Prompt> Copy every line of the data that contains the string "VecDeque".

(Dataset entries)
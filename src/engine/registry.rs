//! # Registry
//!
//! Entity lifecycle, signature tracking, and view ownership.
//!
//! ## Purpose
//! The registry is the single entry point of the ECS. It allocates and
//! recycles entity IDs, routes component operations to the pools while
//! keeping each entity's signature bitmask in sync, applies deferred
//! destruction in bulk, and owns the cached views.
//!
//! ## Entity lifecycle
//! IDs come from a FIFO of available IDs seeded with the full
//! `[0, MAX_ENTITIES)` range. `destroy` only schedules; the pending queue is
//! applied by [`Registry::update`], which is the **only** point at which
//! entity slots are recycled. Systems therefore observe a stable world
//! between `update` calls, and destroying from inside an iteration pass is
//! a matter of collecting IDs and submitting them before the next `update`.
//!
//! ## Invariants
//! - `alive[indices[e]] == e` for every live `e`, and `indices[alive[i]] == i`.
//! - `signatures[e]` has bit `id(C)` set iff pool-of-`C` contains `e`;
//!   signature bits change only in [`Registry::add_component`] and
//!   [`Registry::remove_component`].
//! - `available` holds exactly the IDs that are neither live nor pending
//!   destruction.
//!
//! ## Concurrency
//! A registry is single-threaded: no internal locking, no shared mutable
//! state beyond the process-wide component-ID counter. Two threads may own
//! two registries; one registry must not be entered concurrently. Read-only
//! parallelism over [`Registry::alive`] and the dense pool slices is the
//! caller's business.

use std::any::Any;
use std::collections::{HashMap, VecDeque};

use crate::engine::component::component_id_of;
use crate::engine::entity::Entity;
use crate::engine::manager::ComponentManager;
use crate::engine::types::{
    signature_bit, EntityID, Index, Signature, INVALID_INDEX, MAX_ENTITIES, NONE,
};
use crate::engine::view::{View, ViewKey, ViewState, ViewTuple};

/// Owner of all entities, component pools, and cached views.
pub struct Registry {
    components: ComponentManager,
    alive: Vec<EntityID>,
    indices: Vec<Index>,
    signatures: Vec<Signature>,
    available: VecDeque<EntityID>,
    pending_destroy: Vec<EntityID>,
    views: HashMap<ViewKey, Box<dyn Any + Send + Sync>>,
}

impl Default for Registry {
    fn default() -> Self {
        Self::new()
    }
}

impl Registry {
    /// Creates an empty registry with the full ID range available.
    pub fn new() -> Self {
        Self {
            components: ComponentManager::new(),
            alive: Vec::new(),
            indices: vec![INVALID_INDEX; MAX_ENTITIES],
            signatures: vec![0; MAX_ENTITIES],
            available: (0..MAX_ENTITIES as EntityID).collect(),
            pending_destroy: Vec::new(),
            views: HashMap::new(),
        }
    }

    /// Installs a pool for component type `C`. Idempotent.
    ///
    /// ## Panics
    /// Fatal when the ID space is exhausted (`id(C) >= MAX_COMPONENTS`).
    pub fn register_component<C: 'static + Send + Sync>(&mut self) {
        self.components.register::<C>();
    }

    /// Creates an entity and returns a handle to it.
    ///
    /// ## Behavior
    /// Dequeues the oldest available ID. When none is left, logs a warning
    /// and returns a handle wrapping [`NONE`]; every operation through such
    /// a handle is a no-op and `valid()` reports `false`.
    pub fn create(&mut self) -> Entity<'_> {
        let Some(entity) = self.available.pop_front() else {
            log::warn!("entity limit reached (MAX_ENTITIES = {MAX_ENTITIES})");
            return Entity::new(NONE, self);
        };

        self.indices[entity as usize] = self.alive.len() as Index;
        self.alive.push(entity);

        Entity::new(entity, self)
    }

    /// Wraps an existing ID in a handle. The ID is not checked; a handle to
    /// a dead entity simply reports `valid() == false`.
    pub fn entity(&mut self, entity: EntityID) -> Entity<'_> {
        Entity::new(entity, self)
    }

    /// Schedules `entity` for destruction at the next [`update`](Self::update).
    ///
    /// Submitting the same entity twice is harmless: the applier checks
    /// liveness per entry, so an ID is recycled at most once per update.
    pub fn destroy(&mut self, entity: EntityID) {
        if self.valid(entity) {
            self.pending_destroy.push(entity);
        }
    }

    /// Applies all pending destructions.
    ///
    /// ## Behavior
    /// For each scheduled entity that is still live: swap-and-pop it out of
    /// the alive list, clear its index and signature, remove it from every
    /// pool, and return its ID to the back of the available FIFO. This is
    /// the only point at which IDs are recycled.
    pub fn update(&mut self) {
        for i in 0..self.pending_destroy.len() {
            let entity = self.pending_destroy[i];
            let index = self.indices[entity as usize];
            if index == INVALID_INDEX {
                continue;
            }

            let last = self.alive.len() - 1;
            let moved = self.alive[last];
            self.alive[index as usize] = moved;
            self.indices[moved as usize] = index;
            self.alive.pop();

            self.indices[entity as usize] = INVALID_INDEX;
            self.signatures[entity as usize] = 0;

            self.components.destroy(entity);
            self.available.push_back(entity);
        }
        self.pending_destroy.clear();
    }

    /// Destroys every live entity immediately.
    ///
    /// Pools end up empty and all IDs return to the available FIFO; the
    /// view cache is kept and will rebuild on next access.
    pub fn reset(&mut self) {
        self.pending_destroy.extend(self.alive.iter().copied());
        self.update();
    }

    /// Returns `true` if `entity` is currently live.
    ///
    /// An out-of-range ID (including [`NONE`]) logs a warning and reports
    /// `false`.
    pub fn valid(&self, entity: EntityID) -> bool {
        if entity as usize >= MAX_ENTITIES {
            log::warn!("entity {entity} out of range");
            return false;
        }
        self.indices[entity as usize] != INVALID_INDEX
    }

    /// Attaches `component` to `entity` and sets its signature bit.
    ///
    /// No-op when `entity` is not live. If `entity` already owns a `C`, the
    /// stored value is overwritten in place: its dense position is kept and
    /// the pool version does not change.
    pub fn add_component<C: 'static + Send + Sync>(&mut self, entity: EntityID, component: C) {
        if !self.valid(entity) {
            return;
        }
        self.components.add(entity, component);
        self.signatures[entity as usize] |= signature_bit(component_id_of::<C>());
    }

    /// Detaches `C` from `entity` and clears its signature bit.
    ///
    /// No-op when `entity` is not live or does not own a `C`.
    pub fn remove_component<C: 'static + Send + Sync>(&mut self, entity: EntityID) {
        if !self.valid(entity) {
            return;
        }
        self.components.remove::<C>(entity);
        self.signatures[entity as usize] &= !signature_bit(component_id_of::<C>());
    }

    /// Returns the `C` of `entity`, or `None` when the entity is not live or
    /// does not own one.
    pub fn get_component<C: 'static + Send + Sync>(&self, entity: EntityID) -> Option<&C> {
        if !self.valid(entity) {
            return None;
        }
        self.components.get::<C>(entity)
    }

    /// Mutable variant of [`get_component`](Self::get_component).
    pub fn get_component_mut<C: 'static + Send + Sync>(
        &mut self,
        entity: EntityID,
    ) -> Option<&mut C> {
        if !self.valid(entity) {
            return None;
        }
        self.components.get_mut::<C>(entity)
    }

    /// Returns `true` if `entity` is live and owns a `C`.
    pub fn has_component<C: 'static + Send + Sync>(&self, entity: EntityID) -> bool {
        if !self.valid(entity) {
            return false;
        }
        self.components.pool::<C>().contains(entity)
    }

    /// Empties pool-of-`C` for every entity at once.
    ///
    /// Signature bits are **not** rewritten; signatures change only through
    /// [`add_component`](Self::add_component) and
    /// [`remove_component`](Self::remove_component). Use `remove_component`
    /// when per-entity bookkeeping matters.
    pub fn clear<C: 'static + Send + Sync>(&mut self) {
        self.components.clear::<C>();
    }

    /// Live entity IDs, dense, in liveness order.
    pub fn alive(&self) -> &[EntityID] {
        &self.alive
    }

    /// Signature table, indexed by entity ID. Non-live entries are `0`.
    pub fn signatures(&self) -> &[Signature] {
        &self.signatures
    }

    /// Dense entity list of pool-of-`C`, parallel to
    /// [`components`](Self::components).
    pub fn entities<C: 'static + Send + Sync>(&self) -> &[EntityID] {
        self.components.pool::<C>().entities()
    }

    /// Dense component storage of pool-of-`C`.
    pub fn components<C: 'static + Send + Sync>(&self) -> &[C] {
        self.components.pool::<C>().components()
    }

    /// Structural version counter of pool-of-`C`.
    pub fn version<C: 'static + Send + Sync>(&self) -> u64 {
        self.components.pool::<C>().version()
    }

    /// Returns the cached view for the component tuple `T`, creating it on
    /// first request. The view instance lives as long as the registry; the
    /// returned handle borrows the registry until iteration is done.
    ///
    /// ## Panics
    /// Fatal when `T` repeats a component type: the iteration callback would
    /// receive two mutable references into the same pool.
    pub fn view<T: ViewTuple>(&mut self) -> View<'_, T> {
        let order = T::component_ids();
        for (i, id) in order.iter().enumerate() {
            if order[..i].contains(id) {
                log::error!("view tuple repeats component id {id}");
                panic!("duplicate component type in view tuple");
            }
        }

        let key = ViewKey {
            signature: T::signature(),
            order,
        };

        let state = self
            .views
            .entry(key)
            .or_insert_with(|| Box::new(ViewState::<T>::new()));
        let Some(state) = state.downcast_mut::<ViewState<T>>() else {
            log::error!("view cache entry does not match the requested tuple");
            panic!("view cache type mismatch");
        };

        View::new(state, &mut self.components, &self.signatures)
    }
}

Task result>
use std::collections::{HashMap, VecDeque};
    available: VecDeque<EntityID>,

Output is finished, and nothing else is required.